Wenn in der Öffentlichkeit über Gesundheitspolitik debattiert wird, werden bestimmte Teilaspekte gebetsmühlenartig wiederholt. Im Streit um Ärztemangel, Krankenversicherung oder ausgewogene Lebensweisen wird ein Thema dagegen nur selten genannt: die Armut. Der Zusammenhang von Krankheitsrisiko und fehlender gesellschaftlicher Teilhabe aufgrund von Armut soll in diesem Jahr durch eine Kampagne des Deutschen Caritasverbandes (DCV) stärker ins öffentliche Bewußtsein gebracht werden.

»Wo es an Einkommen, Bildung und Perspektiven fehlt, ist Krankheit ein häufiger Begleiter«, lautet die klare Botschaft der Kampagne »Armut macht krank«. Gemeint sind hier insbesondere Personengruppen, die nur einen mangelhaften Zugang zu unserem Gesundheitssystem haben, wie Langzeitarbeitslose, Asylbewerber oder wohnungslose Menschen. Das hänge oft mit der Tatsache zusammen, daß diese Gruppen, wenn überhaupt, nur ein sehr geringes Einkommen zur Verfügung haben. So sind beispielsweise Arbeitslose in Relation zu Erwerbstätigen doppelt so häufig betroffen von Krankheit, Krankenhausaufenthalten oder der Behandlung mit Psychopharmaka. Das kann durch offizielle Zahlen, die unter anderem vom Robert-Koch-Institut erhoben wurden, nachgewiesen werden.

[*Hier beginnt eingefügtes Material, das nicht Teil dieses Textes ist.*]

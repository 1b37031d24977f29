use chrono::NaiveDateTime;
use rust_decimal::Decimal;
use tracing::warn;

const SECONDS_PER_HOUR: Decimal = Decimal::from_parts(3600, 0, 0, false, 0);

/// Hours between clock-in and clock-out, rounded to two decimal places.
///
/// Returns `None` when either timestamp is missing and zero when the
/// clock-out is not after the clock-in.
///
/// ```
/// use hr_engine::calculation::worked_hours;
/// use chrono::NaiveDate;
/// use rust_decimal::Decimal;
///
/// let day = NaiveDate::from_ymd_opt(2025, 3, 3).unwrap();
/// let clock_in = day.and_hms_opt(9, 0, 0).unwrap();
/// let clock_out = day.and_hms_opt(17, 30, 0).unwrap();
/// assert_eq!(worked_hours(Some(clock_in), Some(clock_out)), Some(Decimal::new(85, 1)));
/// assert_eq!(worked_hours(Some(clock_in), None), None);
/// ```
pub fn worked_hours(
    clock_in: Option<NaiveDateTime>,
    clock_out: Option<NaiveDateTime>,
) -> Option<Decimal> {
    let (clock_in, clock_out) = (clock_in?, clock_out?);
    if clock_out <= clock_in {
        warn!(%clock_in, %clock_out, "clock-out not after clock-in, counting zero hours");
        return Some(Decimal::ZERO);
    }
    let seconds = (clock_out - clock_in).num_seconds();
    Some((Decimal::from(seconds) / SECONDS_PER_HOUR).round_dp(2))
}

#[cfg(test)]
mod tests {
    use super::*;
    use chrono::NaiveDate;

    fn at(h: u32, m: u32) -> NaiveDateTime {
        NaiveDate::from_ymd_opt(2025, 3, 3)
            .unwrap()
            .and_hms_opt(h, m, 0)
            .unwrap()
    }

    #[test]
    fn test_full_day() {
        assert_eq!(worked_hours(Some(at(9, 0)), Some(at(17, 0))), Some(Decimal::from(8)));
    }

    #[test]
    fn test_partial_hour_rounds_to_cents() {
        // 20 minutes = 0.3333...
        assert_eq!(
            worked_hours(Some(at(9, 0)), Some(at(9, 20))),
            Some(Decimal::new(33, 2))
        );
    }

    #[test]
    fn test_reversed_times_count_zero() {
        assert_eq!(worked_hours(Some(at(17, 0)), Some(at(9, 0))), Some(Decimal::ZERO));
        assert_eq!(worked_hours(Some(at(9, 0)), Some(at(9, 0))), Some(Decimal::ZERO));
    }

    #[test]
    fn test_missing_times() {
        assert_eq!(worked_hours(None, Some(at(9, 0))), None);
        assert_eq!(worked_hours(Some(at(9, 0)), None), None);
    }

    #[test]
    fn test_overnight_shift() {
        let start = at(22, 0);
        let end = NaiveDate::from_ymd_opt(2025, 3, 4)
            .unwrap()
            .and_hms_opt(6, 0, 0)
            .unwrap();
        assert_eq!(worked_hours(Some(start), Some(end)), Some(Decimal::from(8)));
    }
}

Eines der größten Armutsrisiken in unserer Gesellschaft sei die Langzeitsarbeitslosigkeit, verkündete Dr. Peter Neher, Präsident des DCV, am Mittwoch in Berlin. »Wer von Arbeitslosengeld II lebt, belegt jede Ausgabe genau. So werden notwendige Arztbesuche aufgeschoben, um die Praxisgebühr zu sparen.« Nicht nur deswegen forderte er, die Praxisgebühr »baldmöglichst abzuschaffen«. Ursprünglich als Instrument zur Vermeidung unnötiger Arztbesuche eingeführt, sei sie mittlerweile vielmehr zu einer zusätzlichen Finanzspritze im Gesundheitssystem degradiert, die dazu mit hohen Bürokratiekosten verbunden sei. »Wenn die Ursache häufiger, aber medizinisch nicht notwendiger Arztbesuche in Vereinsamung und fehlenden sozialen Kontakten liegt, ist zu belegen, ob nicht soziale Angebote beispielsweise der offenen Altenhilfe hilfreicher wären«, so Neher.

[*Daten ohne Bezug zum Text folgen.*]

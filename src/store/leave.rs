//! Leave requests and their approval workflow.

use chrono::NaiveDate;
use rusqlite::types::Value;
use rusqlite::{OptionalExtension, Row, params, params_from_iter};
use tracing::info;

use crate::error::{HrError, HrResult};
use crate::models::{LeaveRequest, LeaveStatus, NewLeaveRequest};

use super::{Database, now};

const LEAVE_COLUMNS: &str = "lr.id, lr.employee_id, lr.leave_type, lr.start_date, lr.end_date,
     lr.reason, lr.request_date, lr.status, lr.assigned_approver_user_id,
     lr.processed_by_user_id, lr.approver_comments, lr.processed_date";

fn leave_from_row(row: &Row<'_>) -> rusqlite::Result<LeaveRequest> {
    Ok(LeaveRequest {
        id: row.get("id")?,
        employee_id: row.get("employee_id")?,
        leave_type: row.get("leave_type")?,
        start_date: row.get("start_date")?,
        end_date: row.get("end_date")?,
        reason: row.get("reason")?,
        request_date: row.get("request_date")?,
        status: row.get("status")?,
        assigned_approver_user_id: row.get("assigned_approver_user_id")?,
        processed_by_user_id: row.get("processed_by_user_id")?,
        approver_comments: row.get("approver_comments")?,
        processed_date: row.get("processed_date")?,
    })
}

fn leave_with_name(row: &Row<'_>) -> rusqlite::Result<(LeaveRequest, String)> {
    Ok((leave_from_row(row)?, row.get("employee_name")?))
}

impl Database {
    /// The user who should approve an employee's requests: the linked
    /// account of their manager, else `fallback`.
    pub(super) fn approver_for(&self, manager_id: Option<&str>, fallback: i64) -> HrResult<i64> {
        if let Some(manager_id) = manager_id {
            if let Some(user) = self.get_user_for_employee(manager_id)? {
                return Ok(user.id);
            }
        }
        Ok(fallback)
    }

    /// Files a leave request in Pending Approval, dated today.
    pub fn add_leave_request(&self, new: &NewLeaveRequest) -> HrResult<i64> {
        new.validate()?;
        let employee = self.get_employee(&new.employee_id, false)?;
        let approver = self.approver_for(
            employee.manager_id.as_deref(),
            self.load_policy()?.general.default_leave_approver_user_id,
        )?;
        self.conn().execute(
            "INSERT INTO leave_requests (
                employee_id, leave_type, start_date, end_date, reason, request_date, status,
                assigned_approver_user_id
             ) VALUES (?1, ?2, ?3, ?4, ?5, ?6, ?7, ?8)",
            params![
                new.employee_id,
                new.leave_type.trim(),
                new.start_date,
                new.end_date,
                new.reason,
                now().date(),
                LeaveStatus::PendingApproval,
                approver,
            ],
        )?;
        let id = self.conn().last_insert_rowid();
        info!(
            request_id = id,
            employee_id = %new.employee_id,
            approver_user_id = approver,
            "leave request filed"
        );
        Ok(id)
    }

    /// Looks up a leave request.
    pub fn get_leave_request(&self, request_id: i64) -> HrResult<LeaveRequest> {
        self.conn()
            .query_row(
                &format!("SELECT {LEAVE_COLUMNS} FROM leave_requests lr WHERE lr.id = ?1"),
                params![request_id],
                leave_from_row,
            )
            .optional()?
            .ok_or(HrError::LeaveRequestNotFound { request_id })
    }

    /// An employee's requests, newest first.
    pub fn leave_requests_for_employee(&self, employee_id: &str) -> HrResult<Vec<LeaveRequest>> {
        let mut stmt = self.conn().prepare(&format!(
            "SELECT {LEAVE_COLUMNS} FROM leave_requests lr
             WHERE lr.employee_id = ?1 ORDER BY lr.start_date DESC, lr.id DESC"
        ))?;
        let rows = stmt.query_map(params![employee_id], leave_from_row)?;
        Ok(rows.collect::<Result<Vec<_>, _>>()?)
    }

    /// Pending requests with the requester's name, oldest first.
    ///
    /// Optionally restricted to one approver and to requests filed within
    /// an inclusive date range.
    pub fn pending_leave_requests(
        &self,
        approver_user_id: Option<i64>,
        requested_between: Option<(NaiveDate, NaiveDate)>,
    ) -> HrResult<Vec<(LeaveRequest, String)>> {
        let mut sql = format!(
            "SELECT {LEAVE_COLUMNS}, e.name AS employee_name
             FROM leave_requests lr JOIN employees e ON e.id = lr.employee_id
             WHERE lr.status = ?"
        );
        let mut values = vec![Value::Text(LeaveStatus::PendingApproval.as_str().to_string())];
        if let Some(user_id) = approver_user_id {
            sql.push_str(" AND lr.assigned_approver_user_id = ?");
            values.push(Value::Integer(user_id));
        }
        if let Some((from, to)) = requested_between {
            sql.push_str(" AND lr.request_date BETWEEN ? AND ?");
            values.push(Value::Text(from.to_string()));
            values.push(Value::Text(to.to_string()));
        }
        sql.push_str(" ORDER BY lr.request_date, lr.id");

        let mut stmt = self.conn().prepare(&sql)?;
        let rows = stmt.query_map(params_from_iter(values), leave_with_name)?;
        Ok(rows.collect::<Result<Vec<_>, _>>()?)
    }

    fn set_leave_status(
        &self,
        request_id: i64,
        to: LeaveStatus,
        user_id: Option<i64>,
        comments: Option<&str>,
    ) -> HrResult<LeaveRequest> {
        let request = self.get_leave_request(request_id)?;
        if !request.status.can_transition_to(to) {
            return Err(HrError::InvalidStatusTransition {
                entity: "leave request".to_string(),
                from: request.status.to_string(),
                to: to.to_string(),
            });
        }
        self.conn().execute(
            "UPDATE leave_requests
             SET status = ?2, processed_by_user_id = ?3, approver_comments = ?4, processed_date = ?5
             WHERE id = ?1",
            params![request_id, to, user_id, comments, now()],
        )?;
        info!(request_id, status = %to, "leave request processed");
        self.get_leave_request(request_id)
    }

    /// Approves or rejects a pending request.
    ///
    /// # Errors
    ///
    /// - [`HrError::InvalidInput`] when `status` is not Approved or Rejected
    /// - [`HrError::InvalidStatusTransition`] when the request is no longer
    ///   pending
    pub fn process_leave_request(
        &self,
        request_id: i64,
        status: LeaveStatus,
        user_id: i64,
        comments: Option<&str>,
    ) -> HrResult<LeaveRequest> {
        if !matches!(status, LeaveStatus::Approved | LeaveStatus::Rejected) {
            return Err(HrError::invalid(
                "status",
                format!("a request can only be approved or rejected, not '{}'", status),
            ));
        }
        self.set_leave_status(request_id, status, Some(user_id), comments)
    }

    /// Withdraws a pending request.
    pub fn cancel_leave_request(&self, request_id: i64, user_id: Option<i64>) -> HrResult<LeaveRequest> {
        self.set_leave_status(request_id, LeaveStatus::Cancelled, user_id, None)
    }

    /// True when an approved request covers `date`.
    pub fn approved_leave_on(&self, employee_id: &str, date: NaiveDate) -> HrResult<bool> {
        let count: i64 = self.conn().query_row(
            "SELECT COUNT(*) FROM leave_requests
             WHERE employee_id = ?1 AND status = ?2 AND start_date <= ?3 AND end_date >= ?3",
            params![employee_id, LeaveStatus::Approved, date],
            |r| r.get(0),
        )?;
        Ok(count > 0)
    }

    /// Approved leave ranges overlapping the inclusive period, any type.
    pub fn approved_leave_ranges(
        &self,
        employee_id: &str,
        start: NaiveDate,
        end: NaiveDate,
    ) -> HrResult<Vec<(NaiveDate, NaiveDate)>> {
        let mut stmt = self.conn().prepare(
            "SELECT start_date, end_date FROM leave_requests
             WHERE employee_id = ?1 AND status = ?2 AND start_date <= ?4 AND end_date >= ?3
             ORDER BY start_date",
        )?;
        let rows = stmt.query_map(
            params![employee_id, LeaveStatus::Approved, start, end],
            |r| Ok((r.get(0)?, r.get(1)?)),
        )?;
        Ok(rows.collect::<Result<Vec<_>, _>>()?)
    }

    /// Every approved vacation range of the employee.
    pub fn approved_vacation_ranges(&self, employee_id: &str) -> HrResult<Vec<(NaiveDate, NaiveDate)>> {
        let mut stmt = self.conn().prepare(
            "SELECT start_date, end_date FROM leave_requests
             WHERE employee_id = ?1 AND status = ?2 AND LOWER(TRIM(leave_type)) = 'vacation'
             ORDER BY start_date",
        )?;
        let rows = stmt.query_map(params![employee_id, LeaveStatus::Approved], |r| {
            Ok((r.get(0)?, r.get(1)?))
        })?;
        Ok(rows.collect::<Result<Vec<_>, _>>()?)
    }

    /// Approved leave of other employees in the department overlapping
    /// the period, with their names.
    pub fn concurrent_department_leaves(
        &self,
        department_id: i64,
        start: NaiveDate,
        end: NaiveDate,
        exclude_employee_id: &str,
    ) -> HrResult<Vec<(LeaveRequest, String)>> {
        let mut stmt = self.conn().prepare(&format!(
            "SELECT {LEAVE_COLUMNS}, e.name AS employee_name
             FROM leave_requests lr JOIN employees e ON e.id = lr.employee_id
             WHERE e.department_id = ?1 AND lr.employee_id != ?2 AND lr.status = ?3
               AND lr.start_date <= ?5 AND lr.end_date >= ?4
             ORDER BY lr.start_date"
        ))?;
        let rows = stmt.query_map(
            params![department_id, exclude_employee_id, LeaveStatus::Approved, start, end],
            leave_with_name,
        )?;
        Ok(rows.collect::<Result<Vec<_>, _>>()?)
    }
}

Daß Armut krank macht, wird auch an der unterschiedlichen Lebenserwartung deutlich. Bei Frauen beträgt die Differenz zwischen niedriger und hoher Einkommensgruppe acht, bei Männern sogar elf Jahre. Häufig auftretende Krankheitsbilder sind hier vor allem Herzinfakt oder Schlaganfall, aber auch Diabetes oder chronische Bronchitis. Gerade für Menschen ohne Krankenversicherung, beispielsweise Asylbewerber, stellten sich nach DCV-Angaben hohe Hürden in unserem Gesundheitssystem. Abgesehen von einem Rechtsanspruch auf ärztliche Behandlung bei akuten Erkrankungen oder Schwangerschaft lägen weitere Behandlungen meistens im Ermessen der Behörden. Noch schwieriger sei die Situation bei Menschen, die ohne legalen Aufenthaltstitel in Deutschland leben. Aus Angst davor, gemeldet und abgeschoben zu werden, vermieden sie es oft, die wenig vorhandenen Angebote zu nutzen.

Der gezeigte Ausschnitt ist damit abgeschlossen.